Nothing but the entries, copied exactly, should appear in the response.

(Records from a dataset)
━━━━━━━━━━━━━━━━

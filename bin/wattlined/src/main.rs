//! ---
//! ems_section: "01-core-functionality"
//! ems_subsection: "binary"
//! ems_type: "source"
//! ems_scope: "code"
//! ems_description: "Binary entrypoint for the Wattline daemon."
//! ems_version: "v0.0.0-prealpha"
//! ems_owner: "tbd"
//! ---
use std::path::PathBuf;
use std::sync::Arc;

use anyhow::{Context, Result};
use clap::{Parser, Subcommand};
use tokio::signal;
use tracing::{info, warn};
use wattline_common::config::AppConfig;
use wattline_common::logging::init_tracing;
use wattline_core::{queue_snapshot, AcquisitionScheduler, DeviceReader};
use wattline_metrics::{new_registry, spawn_http_server, AcquisitionCollector, PollerMetrics};
use wattline_net::{SnmpProtocolClient, WebMiClient};
use wattline_persistence::{
    BulkWriter, IngestMetrics, MeasurementStore, MemoryMeasurementStore, PgMeasurementStore,
};
use wattline_resilience::BreakerRegistry;
use wattline_schema::InMemoryDeviceRegistry;

#[derive(Debug, Parser)]
#[command(
    author,
    version,
    about = "Wattline acquisition daemon",
    long_about = None
)]
struct Cli {
    #[arg(long, value_name = "FILE", help = "Path to configuration file")]
    config: Option<PathBuf>,

    #[command(subcommand)]
    command: Option<Commands>,
}

#[derive(Debug, Subcommand)]
enum Commands {
    #[command(about = "Run the acquisition pipeline")]
    Run,
    #[command(about = "Load and validate the configuration, then exit")]
    CheckConfig,
}

#[tokio::main]
async fn main() -> Result<()> {
    let cli = Cli::parse();

    let mut candidates = Vec::new();
    if let Some(path) = &cli.config {
        candidates.push(path.clone());
    }
    candidates.push(PathBuf::from("configs/wattline.toml"));
    candidates.push(PathBuf::from("configs/example.dev.toml"));

    let config = AppConfig::load(&candidates)?;

    match cli.command.unwrap_or(Commands::Run) {
        Commands::Run => run_daemon(config).await,
        Commands::CheckConfig => {
            println!("configuration ok: {} device(s)", config.devices.len());
            Ok(())
        }
    }
}

async fn run_daemon(config: AppConfig) -> Result<()> {
    init_tracing("wattlined", &config.logging)?;

    let registry = Arc::new(InMemoryDeviceRegistry::new());
    for entry in &config.devices {
        let (device, mappings) = entry.into_model(config.acquisition.default_poll_interval_ms);
        registry.set_mappings(device.device_id, mappings);
        registry.upsert_device(device);
    }
    info!(devices = config.devices.len(), "device registry initialised");

    let metrics_registry = new_registry();
    let ingest_metrics = IngestMetrics::new(metrics_registry.clone())?;
    let poller_metrics = PollerMetrics::new(metrics_registry.clone())?;
    let metrics_server = if config.metrics.enabled {
        Some(spawn_http_server(metrics_registry.clone(), config.metrics.listen)?)
    } else {
        None
    };

    let store: Arc<dyn MeasurementStore> = if config.storage.database_url.is_empty() {
        warn!("storage.database_url is empty; measurements stay in memory");
        Arc::new(MemoryMeasurementStore::new())
    } else {
        Arc::new(
            PgMeasurementStore::connect(&config.storage)
                .await
                .context("failed to connect measurement store")?,
        )
    };
    let writer = BulkWriter::spawn(store, config.writer.clone(), Some(ingest_metrics));

    let breakers = Arc::new(BreakerRegistry::new(config.breaker.clone()));
    let reader = Arc::new(
        DeviceReader::new(registry.clone(), breakers)
            .with_client(Arc::new(WebMiClient::new(config.protocol.clone())?))
            .with_client(Arc::new(SnmpProtocolClient::new(&config.protocol))),
    );
    let collector = Arc::new(AcquisitionCollector::new());

    let scheduler = AcquisitionScheduler::new(
        registry,
        reader,
        writer.clone(),
        collector.clone(),
        Some(poller_metrics),
        config.acquisition.clone(),
    );
    let handle = scheduler.start();
    info!("wattline daemon running; ctrl-c to stop");

    signal::ctrl_c().await.context("failed to listen for ctrl-c")?;
    info!("shutdown signal received");

    handle.shutdown().await;

    let snapshot = collector.snapshot(queue_snapshot(&writer));
    info!(
        buffered = snapshot.queue.buffered,
        points_per_second = snapshot.throughput.points_per_second,
        "final acquisition snapshot"
    );

    if let Err(err) = writer.shutdown(config.writer.shutdown_flush_wait()).await {
        warn!(error = %err, "final flush incomplete; buffered tail lost");
    }
    if let Some(server) = metrics_server {
        if let Err(err) = server.shutdown().await {
            warn!(error = %err, "metrics server shutdown error");
        }
    }
    info!("wattline daemon stopped");
    Ok(())
}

━━━━━━━━━━━━━━━━

**SOLUTION FOR THIS EXERCISE**
filename bin/wattlined/src/main.rs
//! ---
//! ems_section: "01-core-functionality"
//! ems_subsection: "binary"
//! ems_type: "source"
//! ems_scope: "code"
//! ems_description: "Binary entrypoint for the Wattline daemon."
//! ems_version: "v0.0.0-prealpha"
//! ems_owner: "tbd"
//! ---
use std::path::PathBuf;
use std::sync::Arc;

use anyhow::{Context, Result};
use clap::{Parser, Subcommand};
use tokio::signal;
use tracing::{info, warn};
use wattline_common::config::AppConfig;
use wattline_common::logging::init_tracing;
use wattline_core::{queue_snapshot, AcquisitionScheduler, DeviceReader};
use wattline_metrics::{new_registry, spawn_http_server, AcquisitionCollector, PollerMetrics};
use wattline_net::{SnmpProtocolClient, WebMiClient};
use wattline_persistence::{
    BulkWriter, IngestMetrics, MeasurementStore, MemoryMeasurementStore, PgMeasurementStore,
};
use wattline_resilience::BreakerRegistry;
use wattline_schema::InMemoryDeviceRegistry;

#[derive(Debug, Parser)]
#[command(
    author,
    version,
    about = "Wattline acquisition daemon",
    long_about = None
)]
struct Cli {
    #[arg(long, value_name = "FILE", help = "Path to configuration file")]
    config: Option<PathBuf>,

    #[command(subcommand)]
    command: Option<Commands>,
}

#[derive(Debug, Subcommand)]
enum Commands {
    #[command(about = "Run the acquisition pipeline")]
    Run,
    #[command(about = "Load and validate the configuration, then exit")]
    CheckConfig,
}

#[tokio::main]
async fn main() -> Result<()> {
    let cli = Cli::parse();

    let mut candidates = Vec::new();
    if let Some(path) = &cli.config {
        candidates.push(path.clone());
    }
    candidates.push(PathBuf::from("configs/wattline.toml"));
    candidates.push(PathBuf::from("configs/example.dev.toml"));

    let config = AppConfig::load(&candidates)?;

    match cli.command.unwrap_or(Commands::Run) {
        Commands::Run => run_daemon(config).await,
        Commands::CheckConfig => {
            println!("configuration ok: {} device(s)", config.devices.len());
            Ok(())
        }
    }
}

async fn run_daemon(config: AppConfig) -> Result<()> {
    init_tracing("wattlined", &config.logging)?;

    let registry = Arc::new(InMemoryDeviceRegistry::new());
    for entry in &config.devices {
        let (device, mappings) = entry.into_model(config.acquisition.default_poll_interval_ms);
        registry.set_mappings(device.device_id, mappings);
        registry.upsert_device(device);
    }
    info!(devices = config.devices.len(), "device registry initialised");

    let metrics_registry = new_registry();
    let ingest_metrics = IngestMetrics::new(metrics_registry.clone())?;
    let poller_metrics = PollerMetrics::new(metrics_registry.clone())?;
    let metrics_server = if config.metrics.enabled {
        Some(spawn_http_server(metrics_registry.clone(), config.metrics.listen)?)
    } else {
        None
    };

    let store: Arc<dyn MeasurementStore> = if config.storage.database_url.is_empty() {
        warn!("storage.database_url is empty; measurements stay in memory");
        Arc::new(MemoryMeasurementStore::new())
    } else {
        Arc::new(
            PgMeasurementStore::connect(&config.storage)
                .await
                .context("failed to connect measurement store")?,
        )
    };
    let writer = BulkWriter::spawn(store, config.writer.clone(), Some(ingest_metrics));

    let breakers = Arc::new(BreakerRegistry::new(config.breaker.clone()));
    let reader = Arc::new(
        DeviceReader::new(registry.clone(), breakers)
            .with_client(Arc::new(WebMiClient::new(config.protocol.clone())?))
            .with_client(Arc::new(SnmpProtocolClient::new(&config.protocol))),
    );
    let collector = Arc::new(AcquisitionCollector::new());

    let scheduler = AcquisitionScheduler::new(
        registry,
        reader,
        writer.clone(),
        collector.clone(),
        Some(poller_metrics),
        config.acquisition.clone(),
    );
    let handle = scheduler.start();
    info!("wattline daemon running; ctrl-c to stop");

    signal::ctrl_c().await.context("failed to listen for ctrl-c")?;
    info!("shutdown signal received");

    handle.shutdown().await;

    let snapshot = collector.snapshot(queue_snapshot(&writer));
    info!(
        buffered = snapshot.queue.buffered,
        points_per_second = snapshot.throughput.points_per_second,
        "final acquisition snapshot"
    );

    if let Err(err) = writer.shutdown(config.writer.shutdown_flush_wait()).await {
        warn!(error = %err, "final flush incomplete; buffered tail lost");
    }
    if let Some(server) = metrics_server {
        if let Err(err) = server.shutdown().await {
            warn!(error = %err, "metrics server shutdown error");
        }
    }
    info!("wattline daemon stopped");
    Ok(())
}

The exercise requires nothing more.